From the very early days of intelligent tutoring systems (ITS), teaching programming was one of the favorite application areas for ITS designers. A number of powerful techniques to help novice learners and dozens of real ITS and ILE have been developed and described in hundreds of papers. Teaching programming can be considered as an example of successful application of AI in education. An attempt to build a taxonomy of existing ITS and ILE for programming reveals that existing systems cover almost all possible dimensions of classification. Even if we restrict ourselves with the most recent and best known systems (i.e. systems reported in several papers from 1992 to 1995) we can find that these systems support:

A novice researcher who analyses the existing literature on ITS for programming looking for a place for a really new contribution might decide that there is nothing new to do in this area. All possible directions of work have already been investigated by several researchers. For any part of the educational process where a teacher or a student may need computer support, one can find several papers reporting relevant support techniques and tools to implement them.

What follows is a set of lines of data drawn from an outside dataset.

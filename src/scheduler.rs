//! Game loops: the turn loop reacts to input events only, the motion loop
//! also advances the engine on every clock tick.
//!
//! Both loops own their controller while running and hand it back when
//! the loop ends. All mutation happens synchronously between two awaits,
//! so an input is always fully applied before the next one (or the next
//! tick) is looked at.

use crate::games::snake::{Heading, MotionEngine, MotionStatus, MotionUpdate};
use crate::games::tictactoe::TurnController;
use crate::notify::{RenderTarget, TurnEvent};
use async_trait::async_trait;
use std::time::Duration;
use tokio::sync::mpsc;
use tokio::time::{Instant, Interval, MissedTickBehavior, interval_at};
use tracing::{debug, info, instrument};

/// Events delivered by the input source, in arrival order.
#[derive(Debug, Clone, Copy, PartialEq, Eq)]
pub enum InputEvent {
    /// A cell was chosen (turn mode).
    CellSelected(usize),
    /// A new heading was requested (motion mode).
    HeadingChanged(Heading),
    /// Discard the current game and start over.
    NewGame,
    /// Stop the loop.
    Quit,
}

/// Periodic tick supplier for the motion loop.
#[async_trait]
pub trait TickSource: Send {
    /// Waits for the next tick. Returns `false` once the clock has stopped.
    async fn tick(&mut self) -> bool;

    /// Restarts the period from now, dropping any tick already due.
    fn restart(&mut self) {}
}

/// Wall-clock ticks at a fixed period.
///
/// Late ticks push the schedule back instead of bursting to catch up, so
/// ticks may drift under load.
#[derive(Debug)]
pub struct IntervalClock {
    interval: Interval,
}

impl IntervalClock {
    /// Creates a clock whose first tick fires one `period` from now.
    pub fn new(period: Duration) -> Self {
        let mut interval = interval_at(Instant::now() + period, period);
        interval.set_missed_tick_behavior(MissedTickBehavior::Delay);
        Self { interval }
    }

    /// The tick period.
    pub fn period(&self) -> Duration {
        self.interval.period()
    }
}

#[async_trait]
impl TickSource for IntervalClock {
    async fn tick(&mut self) -> bool {
        self.interval.tick().await;
        true
    }

    fn restart(&mut self) {
        self.interval.reset();
    }
}

/// Clock stepped by hand through a [`ClockHandle`].
#[derive(Debug)]
pub struct ManualClock {
    steps: mpsc::UnboundedReceiver<()>,
}

/// Issues ticks to a [`ManualClock`]. Dropping every handle stops the
/// clock once the queued ticks are consumed.
#[derive(Debug, Clone)]
pub struct ClockHandle {
    steps: mpsc::UnboundedSender<()>,
}

impl ManualClock {
    /// Creates a clock and the handle that drives it.
    pub fn new() -> (Self, ClockHandle) {
        let (tx, rx) = mpsc::unbounded_channel();
        (Self { steps: rx }, ClockHandle { steps: tx })
    }
}

impl ClockHandle {
    /// Queues one tick. Returns `false` if the clock is gone.
    pub fn step(&self) -> bool {
        self.steps.send(()).is_ok()
    }

    /// Queues `count` ticks.
    pub fn steps(&self, count: usize) -> bool {
        (0..count).all(|_| self.step())
    }
}

#[async_trait]
impl TickSource for ManualClock {
    async fn tick(&mut self) -> bool {
        self.steps.recv().await.is_some()
    }
}

/// Runs a turn-mode session until `Quit` or until the input source closes.
///
/// Emits the initial state, then one [`TurnEvent`] per handled selection
/// or new game. There is no timer: nothing happens between inputs.
#[instrument(skip_all)]
pub async fn run_turn_loop<R>(
    mut controller: TurnController,
    mut inputs: mpsc::UnboundedReceiver<InputEvent>,
    mut target: R,
) -> TurnController
where
    R: RenderTarget<TurnEvent>,
{
    info!("Turn loop started");
    target.render(TurnEvent::Updated(controller.update(None)));

    while let Some(event) = inputs.recv().await {
        match event {
            InputEvent::CellSelected(index) => match controller.apply_move(index) {
                Ok(update) => target.render(TurnEvent::Updated(update)),
                Err(error) => target.render(TurnEvent::Rejected(error)),
            },
            InputEvent::NewGame => target.render(TurnEvent::Updated(controller.new_game())),
            InputEvent::HeadingChanged(heading) => {
                debug!(%heading, "Ignoring heading change in turn mode");
            }
            InputEvent::Quit => break,
        }
    }

    info!(status = %controller.status(), moves = controller.move_count(), "Turn loop finished");
    controller
}

/// Runs a motion-mode session.
///
/// Emits the initial state, then the full [`MotionUpdate`] after every
/// tick. Heading changes are buffered by the engine and take effect on the
/// next tick. After a collision no more ticks are taken; a `NewGame`
/// input resets the engine and restarts the clock. The loop ends on
/// `Quit`, when the input source closes, or when the clock stops.
#[instrument(skip_all)]
pub async fn run_motion_loop<C, R>(
    mut engine: MotionEngine,
    mut clock: C,
    mut inputs: mpsc::UnboundedReceiver<InputEvent>,
    mut target: R,
) -> MotionEngine
where
    C: TickSource,
    R: RenderTarget<MotionUpdate>,
{
    info!("Motion loop started");
    target.render(engine.update());
    let mut ticking = engine.status() == MotionStatus::Running;

    loop {
        tokio::select! {
            biased;

            event = inputs.recv() => match event {
                Some(InputEvent::HeadingChanged(heading)) => {
                    engine.set_heading(heading);
                }
                Some(InputEvent::NewGame) => {
                    target.render(engine.reset());
                    clock.restart();
                    ticking = true;
                }
                Some(InputEvent::CellSelected(index)) => {
                    debug!(index, "Ignoring cell selection in motion mode");
                }
                Some(InputEvent::Quit) | None => break,
            },

            running = clock.tick(), if ticking => {
                if !running {
                    info!("Clock stopped");
                    break;
                }
                let update = engine.tick();
                let collided = update.status == MotionStatus::Collided;
                target.render(update);
                if collided {
                    ticking = false;
                    info!(ticks = engine.ticks(), "Collision, ticks stopped");
                }
            }
        }
    }

    info!(status = %engine.status(), ticks = engine.ticks(), "Motion loop finished");
    engine
}

#[cfg(test)]
mod tests {
    use super::*;

    #[tokio::test]
    async fn test_manual_clock_stops_when_handle_dropped() {
        let (mut clock, handle) = ManualClock::new();
        assert!(handle.steps(2));
        drop(handle);
        assert!(clock.tick().await);
        assert!(clock.tick().await);
        assert!(!clock.tick().await);
    }

    #[tokio::test(start_paused = true)]
    async fn test_interval_clock_waits_one_period() {
        let mut clock = IntervalClock::new(Duration::from_millis(200));
        let start = Instant::now();
        assert!(clock.tick().await);
        assert!(start.elapsed() >= Duration::from_millis(200));
        assert!(clock.tick().await);
        assert!(start.elapsed() >= Duration::from_millis(400));
        assert_eq!(clock.period(), Duration::from_millis(200));
    }
}
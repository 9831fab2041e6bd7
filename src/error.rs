//! Errors reported by the game controllers.
//!
//! Every rejected operation leaves the session untouched; the error is
//! returned to the caller, who decides whether to retry with another
//! address or start a new game.

/// Why a move was refused even though the address was valid.
#[derive(Debug, Clone, Copy, PartialEq, Eq, derive_more::Display)]
pub enum InvalidMoveReason {
    /// A player already completed a line.
    #[display("game already won")]
    AlreadyWon,
    /// Every cell is marked.
    #[display("game ended in a draw")]
    Drawn,
}

/// Error that can occur when applying a move to a grid.
#[derive(Debug, Clone, PartialEq, Eq, derive_more::Display, derive_more::Error)]
pub enum GameError {
    /// The address lies outside the grid's fixed dimensions.
    #[display("Cell {} is out of bounds (grid has {} cells)", index, cells)]
    OutOfBounds {
        /// Requested cell index.
        index: usize,
        /// Total number of cells in the grid.
        cells: usize,
    },

    /// The target cell is already marked.
    #[display("Cell {} is already occupied", _0)]
    AlreadyOccupied(#[error(not(source))] usize),

    /// The session reached a terminal status.
    #[display("Invalid move: {}", _0)]
    InvalidMove(#[error(not(source))] InvalidMoveReason),
}

#[cfg(test)]
mod tests {
    use super::*;

    #[test]
    fn test_messages() {
        assert_eq!(
            GameError::OutOfBounds { index: 9, cells: 9 }.to_string(),
            "Cell 9 is out of bounds (grid has 9 cells)"
        );
        assert_eq!(
            GameError::AlreadyOccupied(4).to_string(),
            "Cell 4 is already occupied"
        );
        assert_eq!(
            GameError::InvalidMove(InvalidMoveReason::Drawn).to_string(),
            "Invalid move: game ended in a draw"
        );
    }
}
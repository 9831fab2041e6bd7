//! Terminal frontend for both game modes.
//!
//! The frontend is only an input source and a rendering target: key
//! presses go to the game loop over one channel, notifications come back
//! over another.

mod app;
mod input;
mod ui;

use anyhow::{Context, Result};
use crossterm::{
    event::{Event, EventStream, KeyEventKind},
    execute,
    terminal::{EnterAlternateScreen, LeaveAlternateScreen, disable_raw_mode, enable_raw_mode},
};
use futures::StreamExt;
use ratatui::{Terminal, backend::CrosstermBackend};
use std::io::{Stdout, stdout};
use tokio::sync::mpsc;
use tracing::{info, instrument};

use crate::config::{MotionConfig, TurnConfig};
use crate::games::snake::MotionEngine;
use crate::games::tictactoe::TurnController;
use crate::scheduler::{InputEvent, IntervalClock, run_motion_loop, run_turn_loop};
use app::{MotionView, TurnView};
use input::TurnKey;

type Term = Terminal<CrosstermBackend<Stdout>>;

/// Plays a turn-mode game in the terminal.
#[instrument(skip_all, fields(columns = turn.columns(), rows = turn.rows()))]
pub async fn run_turn_tui(turn: TurnConfig) -> Result<()> {
    let mut terminal = setup_terminal()?;
    let result = turn_session(&mut terminal, turn).await;
    restore_terminal(&mut terminal)?;
    result
}

/// Plays a motion-mode game in the terminal.
#[instrument(skip_all, fields(tick_ms = motion.tick_ms()))]
pub async fn run_motion_tui(motion: MotionConfig) -> Result<()> {
    let mut terminal = setup_terminal()?;
    let result = motion_session(&mut terminal, motion).await;
    restore_terminal(&mut terminal)?;
    result
}

async fn turn_session(terminal: &mut Term, turn: TurnConfig) -> Result<()> {
    let dimensions = turn.dimensions();
    let (input_tx, input_rx) = mpsc::unbounded_channel();
    let (update_tx, mut update_rx) = mpsc::unbounded_channel();
    let game = tokio::spawn(run_turn_loop(
        TurnController::new(dimensions),
        input_rx,
        update_tx,
    ));

    let mut events = EventStream::new();
    let mut view = TurnView::new(dimensions);

    loop {
        terminal
            .draw(|frame| ui::draw_turn(frame, &view))
            .context("Failed to draw frame")?;

        tokio::select! {
            Some(event) = update_rx.recv() => view.apply(event),

            maybe_event = events.next() => match maybe_event {
                Some(Ok(Event::Key(key))) if key.kind == KeyEventKind::Press => {
                    match input::turn_key(key, view.cursor(), dimensions) {
                        TurnKey::Cursor(cursor) => view.set_cursor(cursor),
                        TurnKey::Input(InputEvent::Quit) => break,
                        TurnKey::Input(event) => {
                            let _ = input_tx.send(event);
                        }
                        TurnKey::None => {}
                    }
                }
                Some(Ok(_)) => {}
                Some(Err(e)) => return Err(e).context("Failed to read terminal event"),
                None => break,
            },
        }
    }

    drop(input_tx);
    let controller = game.await.context("Turn loop failed")?;
    info!(status = %controller.status(), moves = controller.move_count(), "Turn session ended");
    Ok(())
}

async fn motion_session(terminal: &mut Term, motion: MotionConfig) -> Result<()> {
    let engine = MotionEngine::new(motion);
    let mut view = MotionView::new(engine.lattice(), engine.update());
    let clock = IntervalClock::new(motion.tick_period());

    let (input_tx, input_rx) = mpsc::unbounded_channel();
    let (update_tx, mut update_rx) = mpsc::unbounded_channel();
    let game = tokio::spawn(run_motion_loop(engine, clock, input_rx, update_tx));

    let mut events = EventStream::new();

    loop {
        terminal
            .draw(|frame| ui::draw_motion(frame, &view))
            .context("Failed to draw frame")?;

        tokio::select! {
            Some(update) = update_rx.recv() => view.apply(update),

            maybe_event = events.next() => match maybe_event {
                Some(Ok(Event::Key(key))) if key.kind == KeyEventKind::Press => {
                    match input::motion_key(key) {
                        Some(InputEvent::Quit) => break,
                        Some(event) => {
                            let _ = input_tx.send(event);
                        }
                        None => {}
                    }
                }
                Some(Ok(_)) => {}
                Some(Err(e)) => return Err(e).context("Failed to read terminal event"),
                None => break,
            },
        }
    }

    drop(input_tx);
    let engine = game.await.context("Motion loop failed")?;
    info!(status = %engine.status(), ticks = engine.ticks(), "Motion session ended");
    Ok(())
}

fn setup_terminal() -> Result<Term> {
    enable_raw_mode().context("Failed to enable raw mode")?;
    let mut stdout = stdout();
    execute!(stdout, EnterAlternateScreen).context("Failed to enter alternate screen")?;
    let mut terminal = Terminal::new(CrosstermBackend::new(stdout)).context("Failed to create terminal")?;
    terminal.hide_cursor().context("Failed to hide cursor")?;
    terminal.clear().context("Failed to clear terminal")?;
    Ok(terminal)
}

fn restore_terminal(terminal: &mut Term) -> Result<()> {
    disable_raw_mode().context("Failed to disable raw mode")?;
    execute!(terminal.backend_mut(), LeaveAlternateScreen)
        .context("Failed to leave alternate screen")?;
    terminal.show_cursor().context("Failed to show cursor")?;
    Ok(())
}
//! Repository layer.
//!
//! Each repository is a zero-sized struct providing async query methods
//! that accept `&PgPool` as the first argument.

pub mod device_repo;
pub mod notification_repo;
pub mod reading_repo;
pub mod user_repo;

pub use device_repo::DeviceRepo;
pub use notification_repo::NotificationRepo;
pub use reading_repo::ReadingRepo;
pub use user_repo::UserRepo;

Unfortunately, the situation looks completely different for a teacher who is interested not in reading about all these intelligent tools but rather in using them with students. After 20 years of research there are very few ITS or ILE used regularly for teaching programming in a real classroom, and most of them can not be used outside the university where they were created. On the other hand, the only computer-based educational tools used in universities and schools to teach computer programming are non-intelligent CAI, novice programming environments, and hypermedia systems. Is it a success or failure of intelligent technology?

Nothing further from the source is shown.